The main issue for me was that the whole set up was crap.
It felt like they had taken this storefront, put up some portable walls, brought in some glass cases they usually use in jewelry stores, and loaded the space up with death stuff. Don’t get me wrong – everything on the self-guided tour was in its own special “place” so the Charles Manson/O.J. Simpson/Jim Jones stuff was in one section while the 19th century/early 20th century death masks, Victorian post-mortem photography and antique morticians’ equipment was in another, and both were separate from Jack Kevorkian’s suicide machine, which was separate from the full-sized example of a funeral parlor that included a non-stop, unedited video of people being murdered. So the stuff was divided into sections. The whole setup just reminded me of someone showing off his/her death collection moreso than any sort of “museum.”
If all you wanted to do was look at the “stuff,” you could probably be in and out in less than 10 or 15 minutes, which is hardly worth the $15 entry fee. But if you wanted to read the (again, hundreds) of newspaper clippings, death-related advertisements and magazine articles, you’d have to wait until you were directly in front of the case, since more often than not, they were the actual, original clippings – very little larger print for multiple people to see at the same time. So it made for frustrating bottlenecks and backups on the narrow walkways, even when the place wasn’t super duper crowded.
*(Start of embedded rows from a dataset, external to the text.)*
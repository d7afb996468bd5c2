/*
 * Copyright © 2025, United States Government, as represented by the Administrator of
 * the National Aeronautics and Space Administration. All rights reserved.
 *
 * The “ODIN” software is licensed under the Apache License, Version 2.0 (the "License");
 * you may not use this file except in compliance with the License. You may obtain a copy
 * of the License at http://www.apache.org/licenses/LICENSE-2.0.
 *
 * Unless required by applicable law or agreed to in writing, software distributed under
 * the License is distributed on an "AS IS" BASIS, WITHOUT WARRANTIES OR CONDITIONS OF ANY KIND,
 * either express or implied. See the License for the specific language governing permissions
 * and limitations under the License.
 */
#![allow(unused)]

use std::{collections::BTreeMap, sync::Arc};
use serde::{Deserialize,Serialize};
use serde_json::{json, Value};
use tracing::debug;
use ovm_common::geo::{GeoBoundingBox,bbox_from_radius};
use ovm_telemetry::TelemetryStore;

use crate::config::DisturbanceConfig;
use crate::period::DisturbancePeriod;
use crate::trajectory::{Trajectory,TrajectoryReconstructor};
use crate::errors::{OvmDisturbanceError, Result};

/// external collaborator that turns a period and its trajectories into an image. We never look at the bytes
pub trait TrajectoryRenderer: Send + Sync {
    fn render (&self, period: &DisturbancePeriod, trajectories: &BTreeMap<String,Trajectory>, bbox: &GeoBoundingBox)->Result<Vec<u8>>;
}

/// a period together with what is needed to visualize it
#[derive(Serialize,Deserialize,Debug,Clone)]
#[serde(rename_all = "camelCase")]
pub struct DisturbanceReport {
    pub period: DisturbancePeriod,
    pub trajectories: BTreeMap<String,Trajectory>,
    pub bbox: GeoBoundingBox,

    #[serde(skip)]
    pub image: Option<Vec<u8>>,
}

pub struct DisturbanceReporter {
    reconstructor: TrajectoryReconstructor,
    config: Arc<DisturbanceConfig>,
}

impl DisturbanceReporter {
    pub fn new (store: Arc<dyn TelemetryStore>, config: Arc<DisturbanceConfig>)->Self {
        DisturbanceReporter { reconstructor: TrajectoryReconstructor::new( store), config }
    }

    /// reconstruct trajectories for all callsigns of `period` around their first sighting and compute the
    /// (padded) viewport. The image is only created if there is a renderer
    pub fn build_report (&self, period: &DisturbancePeriod, renderer: Option<&dyn TrajectoryRenderer>)->Result<DisturbanceReport> {
        let query = &period.query;
        let radius = query.radius_meters as f64;

        let mut trajectories: BTreeMap<String,Trajectory> = BTreeMap::new();
        for (callsign, first_seen) in &period.callsigns {
            let trajectory = self.reconstructor.reconstruct( callsign, *first_seen, self.config.trajectory_lookback,
                                                             self.config.trajectory_lookahead, &query.origin, radius)?;
            trajectories.insert( callsign.clone(), trajectory);
        }

        let bbox = bbox_from_radius( &query.origin, radius + self.config.bbox_padding_meters);

        let image = match renderer {
            Some(renderer) => Some( renderer.render( period, &trajectories, &bbox)?),
            None => None
        };

        debug!("built report for query {} with {} trajectories", query.id, trajectories.len());
        Ok( DisturbanceReport { period: period.clone(), trajectories, bbox, image })
    }

    pub fn build_reports (&self, periods: &[DisturbancePeriod], renderer: Option<&dyn TrajectoryRenderer>)->Result<Vec<DisturbanceReport>> {
        periods.iter().map( |p| self.build_report( p, renderer)).collect()
    }
}

/// renders trajectories as a GeoJSON FeatureCollection with one LineString per callsign plus the query origin
/// and the viewport. The viewport is also given in web mercator meters (`mercatorBbox`) for tile based map clients
pub struct GeoJsonRenderer;

impl TrajectoryRenderer for GeoJsonRenderer {
    fn render (&self, period: &DisturbancePeriod, trajectories: &BTreeMap<String,Trajectory>, bbox: &GeoBoundingBox)->Result<Vec<u8>> {
        let origin = &period.query.origin;

        let mut features: Vec<Value> = Vec::with_capacity( trajectories.len() + 1);
        features.push( json!({
            "type": "Feature",
            "geometry": { "type": "Point", "coordinates": [origin.longitude_degrees(), origin.latitude_degrees()] },
            "properties": { "id": period.query.id, "radius": period.query.radius_meters }
        }));

        for (callsign, trajectory) in trajectories {
            let coords: Vec<[f64;2]> = trajectory.coords.iter().map( |(lon,lat)| [*lon, *lat]).collect();
            features.push( json!({
                "type": "Feature",
                "geometry": { "type": "LineString", "coordinates": coords },
                "properties": { "callsign": callsign, "averageAltitude": trajectory.average_altitude }
            }));
        }

        let (x_min, y_min, x_max, y_max) = bbox.to_web_mercator();
        let doc = json!({
            "type": "FeatureCollection",
            "bbox": [bbox.lon_min, bbox.lat_min, bbox.lon_max, bbox.lat_max],
            "mercatorBbox": [x_min, y_min, x_max, y_max],
            "features": features
        });

        serde_json::to_vec( &doc).map_err( |e| OvmDisturbanceError::RenderError( e.to_string()))
    }
}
You’ll notice I included no photographs, other than the storefront. That’s because The Museum of Death has a “no photography” policy, which I totally respect. But you weren’t even allows to take your phone out of your pocket to look something up or to reply to a text message, because a museum employee would immediately tell you to put your phone away. I found it annoying and intrusive – not all cell phone use immediately suggests camera use.
As someone with an interest in death-related topics, I did enjoy my time there. I just don’t think it was worth anywhere near $15. $5? Yes. $10 would be pushing it. $15? Not at all. But that’s me. Your Mileage May Vary.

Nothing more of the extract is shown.